Попов не шевельнулся. Тогда Сайдулаев поднял руку, и сорвал с него эту веревку с крестиком. Он зашвырнул ее куда-то в угол.
— Ты веришь? — спросил араб. Ахмед переводил. Причем переводил он с еще более устрашающими интонациями, чем задавал вопрос сам «комиссар».
— Да, — глухо ответил пленный, все так же не поднимая головы.
— Сейчас ты отречешься от Христа, и примешь ислам, — наполовину утвердительно сказал араб. — Иначе ты умрешь прямо здесь и сейчас.
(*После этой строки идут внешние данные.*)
//! Single slime: target selection, pursuit, and the delayed melee strike.

use std::time::Duration;

use basecamp_defence_core::{
    BasecampQuery, BodyHandle, BodyKind, Engine, Event, Health, PlayerQuery, SlimeConfig, Target,
    Task, Tint, Vec2,
};

const MOVE_ANIMATION: &str = "slime-move";

/// Damage a slime lands once its wind-up completes.
#[derive(Clone, Copy, Debug, PartialEq, Eq)]
pub struct Strike {
    /// Attacking slime.
    pub slime: BodyHandle,
    /// What the strike hits.
    pub target: Target,
    /// Hit points to remove.
    pub damage: u32,
}

/// Enemy that besieges doors within reach and otherwise hunts the player.
#[derive(Debug)]
pub struct Slime {
    body: BodyHandle,
    health: Health,
    speed: f32,
    attack_range: f32,
    attack_damage: u32,
    attack_cooldown: Duration,
    strike_delay: Duration,
    door_priority_margin: f32,
    flash_duration: Duration,
    target: Target,
    is_attacking: bool,
    last_attack_at: Option<Duration>,
    last_position: Vec2,
    destroyed: bool,
}

impl Slime {
    /// Creates a slime body at `at`. The caller registers it with a group.
    pub fn spawn(engine: &mut dyn Engine, at: Vec2, config: &SlimeConfig) -> Self {
        let body = engine.create_body(BodyKind::Mobile, at, "slime");
        engine.set_body_size(body, config.body_size, config.body_offset);
        engine.set_collide_world_bounds(body, true);
        engine.play_animation(body, MOVE_ANIMATION);

        Self {
            body,
            health: Health::new(config.health),
            speed: config.speed,
            attack_range: config.attack_range,
            attack_damage: config.attack_damage,
            attack_cooldown: config.attack_cooldown,
            strike_delay: config.strike_delay,
            door_priority_margin: config.door_priority_margin,
            flash_duration: config.flash_duration,
            target: Target::None,
            is_attacking: false,
            last_attack_at: None,
            last_position: at,
            destroyed: false,
        }
    }

    /// Body owned by the slime.
    #[must_use]
    pub const fn body(&self) -> BodyHandle {
        self.body
    }

    /// Remaining hit points.
    #[must_use]
    pub const fn health(&self) -> Health {
        self.health
    }

    /// Target chosen by the last update.
    #[must_use]
    pub const fn target(&self) -> Target {
        self.target
    }

    /// Reports whether a strike is winding up.
    #[must_use]
    pub const fn is_attacking(&self) -> bool {
        self.is_attacking
    }

    /// Reports whether the slime has been destroyed.
    #[must_use]
    pub const fn is_destroyed(&self) -> bool {
        self.destroyed
    }

    /// Reports whether the slime is alive and its body still exists.
    #[must_use]
    pub fn is_active(&self, engine: &dyn Engine) -> bool {
        !self.destroyed && engine.is_body_active(self.body)
    }

    /// Re-evaluates the target, then either pursues it or starts a strike.
    pub fn update(
        &mut self,
        engine: &mut dyn Engine,
        player: &dyn PlayerQuery,
        basecamp: &dyn BasecampQuery,
    ) {
        if !self.is_active(engine) {
            return;
        }
        let Some(position) = engine.position(self.body) else {
            return;
        };
        self.last_position = position;
        self.target = self.select_target(position, player, basecamp);

        let Some(goal) = self.target.body().and_then(|body| engine.position(body)) else {
            engine.set_velocity(self.body, Vec2::ZERO);
            return;
        };

        if engine.distance(position, goal) <= self.attack_range {
            engine.set_velocity(self.body, Vec2::ZERO);
            self.begin_attack(engine);
        } else if !self.is_attacking {
            self.move_toward(engine, goal - position);
        }
    }

    /// Nearest intact door within reach plus margin, otherwise the player.
    fn select_target(
        &self,
        position: Vec2,
        player: &dyn PlayerQuery,
        basecamp: &dyn BasecampQuery,
    ) -> Target {
        let door_reach = self.attack_range + self.door_priority_margin;
        match basecamp.nearest_intact_door(position) {
            Some(sighting) if sighting.distance <= door_reach => Target::Door(sighting.door),
            _ => player.player_body().map_or(Target::None, Target::Player),
        }
    }

    fn move_toward(&self, engine: &mut dyn Engine, direction: Vec2) {
        let Some(heading) = direction.try_normalize() else {
            return;
        };
        engine.set_velocity(self.body, heading * self.speed);
        engine.set_flip_x(self.body, direction.x < 0.0);
    }

    /// Starts a strike unless one is winding up or the cooldown is running.
    pub fn begin_attack(&mut self, engine: &mut dyn Engine) {
        if self.is_attacking {
            return;
        }

        let now = engine.now();
        if let Some(last) = self.last_attack_at {
            if now <= last.saturating_add(self.attack_cooldown) {
                return;
            }
        }

        self.is_attacking = true;
        self.last_attack_at = Some(now);
        engine.set_velocity(self.body, Vec2::ZERO);
        let _ = engine.schedule_once(self.strike_delay, Task::SlimeStrike { slime: self.body });
    }

    /// Ends the wind-up and reports the strike if the target is still valid and in reach.
    pub fn resolve_strike(
        &mut self,
        engine: &dyn Engine,
        basecamp: &dyn BasecampQuery,
    ) -> Option<Strike> {
        let was_attacking = std::mem::replace(&mut self.is_attacking, false);
        if !was_attacking || !self.is_active(engine) {
            return None;
        }

        let target_body = match self.target {
            Target::None => return None,
            Target::Player(body) => body,
            Target::Door(door) if basecamp.is_door_intact(door) => door,
            Target::Door(_) => return None,
        };

        let position = engine.position(self.body)?;
        let goal = engine.position(target_body)?;
        (engine.distance(position, goal) <= self.attack_range).then_some(Strike {
            slime: self.body,
            target: self.target,
            damage: self.attack_damage,
        })
    }

    /// Removes hit points, flashes the sprite, and destroys the slime at zero.
    ///
    /// Returns `false` when the slime was already gone.
    pub fn take_damage(
        &mut self,
        engine: &mut dyn Engine,
        amount: u32,
        out: &mut Vec<Event>,
    ) -> bool {
        if !self.is_active(engine) {
            return false;
        }

        let remaining = self.health.apply_damage(amount);
        engine.set_tint(self.body, Some(Tint::DAMAGE_FLASH));
        let _ = engine.schedule_once(self.flash_duration, Task::ClearFlash { body: self.body });

        if remaining == 0 {
            self.destroy(engine, out);
        }
        true
    }

    /// Removes the damage flash.
    pub fn clear_flash(&self, engine: &mut dyn Engine) {
        if self.is_active(engine) {
            engine.set_tint(self.body, None);
        }
    }

    /// Destroys the body and reports where the slime fell. Later calls do nothing.
    pub fn destroy(&mut self, engine: &mut dyn Engine, out: &mut Vec<Event>) {
        if self.destroyed {
            return;
        }

        let at = engine.position(self.body).unwrap_or(self.last_position);
        self.discard(engine);
        out.push(Event::SlimeDied {
            slime: self.body,
            at,
        });
    }

    /// Destroys the body without reporting a death.
    pub(crate) fn discard(&mut self, engine: &mut dyn Engine) {
        self.destroyed = true;
        self.is_attacking = false;
        self.target = Target::None;
        engine.destroy_body(self.body);
    }
}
Ты меня понял?
Пленный впервые поднял голову.
— Нет, — сказал он. — Я не отрекусь и не приму.
— Что?! — поразился ответу Ахмед. Он размахнулся, и ударил пленного в лицо изо всех сил. Тот отлетел в угол, и закричал от боли.
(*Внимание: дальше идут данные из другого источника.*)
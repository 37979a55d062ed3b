//! Axis-aligned box geometry used for overlap tests and push-out resolution.

use basecamp_defence_core::Vec2;

/// Axis-aligned box described by its centre and half extents.
#[derive(Clone, Copy, Debug, PartialEq)]
pub(crate) struct Aabb {
    pub(crate) center: Vec2,
    pub(crate) half: Vec2,
}

impl Aabb {
    pub(crate) fn new(center: Vec2, size: Vec2) -> Self {
        Self {
            center,
            half: size * 0.5,
        }
    }

    /// Reports whether the two boxes share any area or touch edges.
    pub(crate) fn intersects(&self, other: &Aabb) -> bool {
        let delta = (self.center - other.center).abs();
        delta.x <= self.half.x + other.half.x && delta.y <= self.half.y + other.half.y
    }

    /// Smallest translation that moves `self` out of `other`, if they overlap.
    ///
    /// The translation runs along the axis of least penetration. Coincident
    /// centres separate along +x.
    pub(crate) fn separation(&self, other: &Aabb) -> Option<Vec2> {
        let delta = self.center - other.center;
        let overlap = self.half + other.half - delta.abs();
        if overlap.x <= 0.0 || overlap.y <= 0.0 {
            return None;
        }

        if overlap.x < overlap.y {
            let sign = if delta.x < 0.0 { -1.0 } else { 1.0 };
            Some(Vec2::new(overlap.x * sign, 0.0))
        } else {
            let sign = if delta.y < 0.0 { -1.0 } else { 1.0 };
            Some(Vec2::new(0.0, overlap.y * sign))
        }
    }
}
Сайдулаев подбежал к нему, и несколько раз сильно ударил ногами. Потом отошел, отдышался, вернулся, рывком поставил Попова на ноги, и сказал ему уже от себя лично:
— Отрекайся, ублюдок, или я тебя прямо сейчас кончу!
По лицу пленного текли слезы. Он не пытался вытереть их, и не стеснялся плакать.
— Нет, — сказал он. — Я не отрекусь.
Ахмед повернулся, и с ехидной усмешкой посмотрел на «комиссара».
— Он отказывается.
Араб вытащил кинжал, который находился у него на поясе, и сам подошел к Попову. Араб размахнулся, и вроде бы уже ударил, но в последний момент, неуловимым движением, направил оружие над головой у лейтенанта.
Попов с ненавистью посмотрел на него, но снова сказал:
— Нет.
Потом глаза его уставились в пустоту. Было видно, что он что-то проговаривает про себя.
«Неужели молиться?» — поразился Сайдулаев.
В этот момент он почувствовал большое удовольствие от того, что грязный и вонючий русский ухитрился посадить в лужу наглого и самоуверенного ваххабитского «комиссара». И это удовлетворение явственно отразилось у него на лице.
Араб посмотрел на Ахмеда, обо всем догадался, все понял, и вспылил. Он тоже не любил проигрывать, и, тем более, быть смешным. «Комиссар» размахнулся, и на этот раз не стал менять направления удара. Великолепная дамасская сталь прошла сквозь тощую шею как нож сквозь масло. Голова отлетела в угол, а тело немного постояло, и упало вперед.